27. Predict whether the following cell should proceed spontaneously. Cr 3+ + Fe 2+ → Cr 2+ + Fe 3+ Cr 3+ + e - → Cr 2+ E = -0.41v Fe 2+ → Fe 3+ + e - E =-0.77v Cell potential = -0.41+(-0.77) = -1.18v. The reaction will NOT go.

28. The Effect of Changing Conditions Each redox potential is actually an equilibrium constant with the sign and size of the potential indicating the position of the equilibrium under standard conditions. When conditions are not standard the position of the equilibrium and therefore the size of the potential can also change. This is important in reactions where the overall cell potential is low and close to +0.3v.

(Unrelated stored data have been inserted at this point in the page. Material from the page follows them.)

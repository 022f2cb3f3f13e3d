//! ---
//! ens_section: "06-resources"
//! ens_subsection: "module"
//! ens_type: "source"
//! ens_scope: "code"
//! ens_description: "Builder image Dockerfiles for compiling guacamole-server."
//! ens_version: "v0.1.0"
//! ens_owner: "tbd"
//! ---
//! Dockerfiles are picked by build system and rendered from templates bundled
//! with this crate. The resulting [`BuilderImage`] names the tag to build and
//! describes the long-lived container the build steps run in.

use askama::Template;
use ensemble_runtime::ContainerSpec;
use strum::{Display, IntoStaticStr};
use tracing::debug;

use crate::error::BuildError;

/// Build system of the sources inside the builder.
#[derive(Debug, Clone, Copy, PartialEq, Eq, Hash, Display)]
#[strum(serialize_all = "lowercase")]
pub enum BuildSystem {
    /// `autoreconf`, `./configure`, `make`.
    Autotools,
}

/// Optional library a build needs, rendered as its Ubuntu package name.
#[derive(Debug, Clone, Copy, PartialEq, Eq, Hash, Display, IntoStaticStr)]
#[allow(missing_docs)]
pub enum BuildDependency {
    #[strum(serialize = "libcairo2-dev")]
    Cairo,
    #[strum(serialize = "libjpeg-turbo8-dev")]
    LibJpegTurbo,
    #[strum(serialize = "libpng-dev")]
    LibPng,
    #[strum(serialize = "libtool-bin")]
    LibToolBin,
    #[strum(serialize = "uuid-dev")]
    UuidDev,
    #[strum(serialize = "libavcodec-dev")]
    AvCodec,
    #[strum(serialize = "libavformat-dev")]
    AvFormat,
    #[strum(serialize = "libavutil-dev")]
    AvUtil,
    #[strum(serialize = "libswscale-dev")]
    SwScale,
    #[strum(serialize = "freerdp2-dev")]
    FreeRdp,
    #[strum(serialize = "libpango1.0-dev")]
    Pango,
    #[strum(serialize = "libssh2-1-dev")]
    Ssh2,
    #[strum(serialize = "libtelnet-dev")]
    Telnet,
    #[strum(serialize = "libvncserver-dev")]
    VncServer,
    #[strum(serialize = "libwebsockets-dev")]
    WebSockets,
    #[strum(serialize = "libpulse-dev")]
    Pulse,
    #[strum(serialize = "libssl-dev")]
    Ssl,
    #[strum(serialize = "libvorbis-dev")]
    Vorbis,
    #[strum(serialize = "libwebp-dev")]
    WebP,
}

/// What the builder image has to provide.
#[derive(Debug, Clone, PartialEq, Eq)]
pub struct DockerfileParams {
    /// Build system driving the compile.
    pub build_system: BuildSystem,
    /// Packages installed on top of the build system's own tooling.
    pub build_deps: Vec<BuildDependency>,
}

impl DockerfileParams {
    /// Parameters for `build_system` with no extra packages.
    pub fn new(build_system: BuildSystem) -> Self {
        Self {
            build_system,
            build_deps: Vec::new(),
        }
    }

    /// Also install `deps`.
    pub fn with_build_deps(mut self, deps: impl IntoIterator<Item = BuildDependency>) -> Self {
        self.build_deps.extend(deps);
        self
    }

    /// Name of the template serving these parameters.
    pub fn template_name(&self) -> String {
        format!("builder-{}-ubuntu-lts.dockerfile", self.build_system)
    }

    /// Tag the rendered image is built as.
    pub fn image_tag(&self) -> String {
        format!("guacamole-server-builder:{}-ubuntu-lts", self.build_system)
    }

    fn package_names(&self) -> Vec<&'static str> {
        self.build_deps.iter().map(|dep| dep.into()).collect()
    }
}

/// Source of Dockerfile templates.
pub trait DockerfileTemplates: Send + Sync {
    /// Render `template` with `params`.
    fn render(&self, template: &str, params: &DockerfileParams) -> Result<String, BuildError>;
}

#[derive(Template)]
#[template(path = "builder-autotools-ubuntu-lts.dockerfile", escape = "none")]
struct AutotoolsUbuntuLts<'a> {
    build_deps: &'a [&'static str],
}

/// Templates compiled into this crate.
#[derive(Debug, Clone, Copy, Default)]
pub struct BundledTemplates;

impl DockerfileTemplates for BundledTemplates {
    fn render(&self, template: &str, params: &DockerfileParams) -> Result<String, BuildError> {
        match template {
            "builder-autotools-ubuntu-lts.dockerfile" => {
                let deps = params.package_names();
                Ok(AutotoolsUbuntuLts { build_deps: &deps }.render()?)
            }
            other => Err(BuildError::UnknownTemplate(other.to_owned())),
        }
    }
}

/// A rendered builder image, not yet built.
#[derive(Debug, Clone, PartialEq, Eq)]
pub struct BuilderImage {
    /// Tag to build the Dockerfile as.
    pub tag: String,
    /// Dockerfile contents.
    pub dockerfile: String,
}

impl BuilderImage {
    /// Descriptor of the idle container build steps are executed in.
    pub fn container_spec(&self, name: impl Into<String>) -> ContainerSpec {
        ContainerSpec::new(self.tag.as_str()).with_name(name)
    }
}

/// Render the builder Dockerfile for `params` from `templates`.
pub fn render_dockerfile(
    templates: &dyn DockerfileTemplates,
    params: &DockerfileParams,
) -> Result<BuilderImage, BuildError> {
    let template = params.template_name();
    let dockerfile = templates.render(&template, params)?;
    let tag = params.image_tag();
    debug!(%template, %tag, %dockerfile, "rendered builder Dockerfile");
    Ok(BuilderImage { tag, dockerfile })
}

It is possible to make reactions proceed by changing conditions which would NOT proceed under standard conditions.

29. Limitations Consider Le Chatelier when deciding the effect of non standard conditions on the size of a cell potential. E.g. from p.189 Cu 2+ (aq) + 2e -  Cu (s) Increasing the concentration of the aqueous ions causes the equilibrium to shift RIGHT to remove them. This in turn causes the electrode potential to become more positive and this may cause predicted reactions to be wrong.

30. Reaction Rate Redox potentials are about equilibrium NOT rate. Some reactions with a positive E cell greater than 0.3v may go so slowly as to be useless. The larger the difference between the E Ө values the more likely a reaction will take place.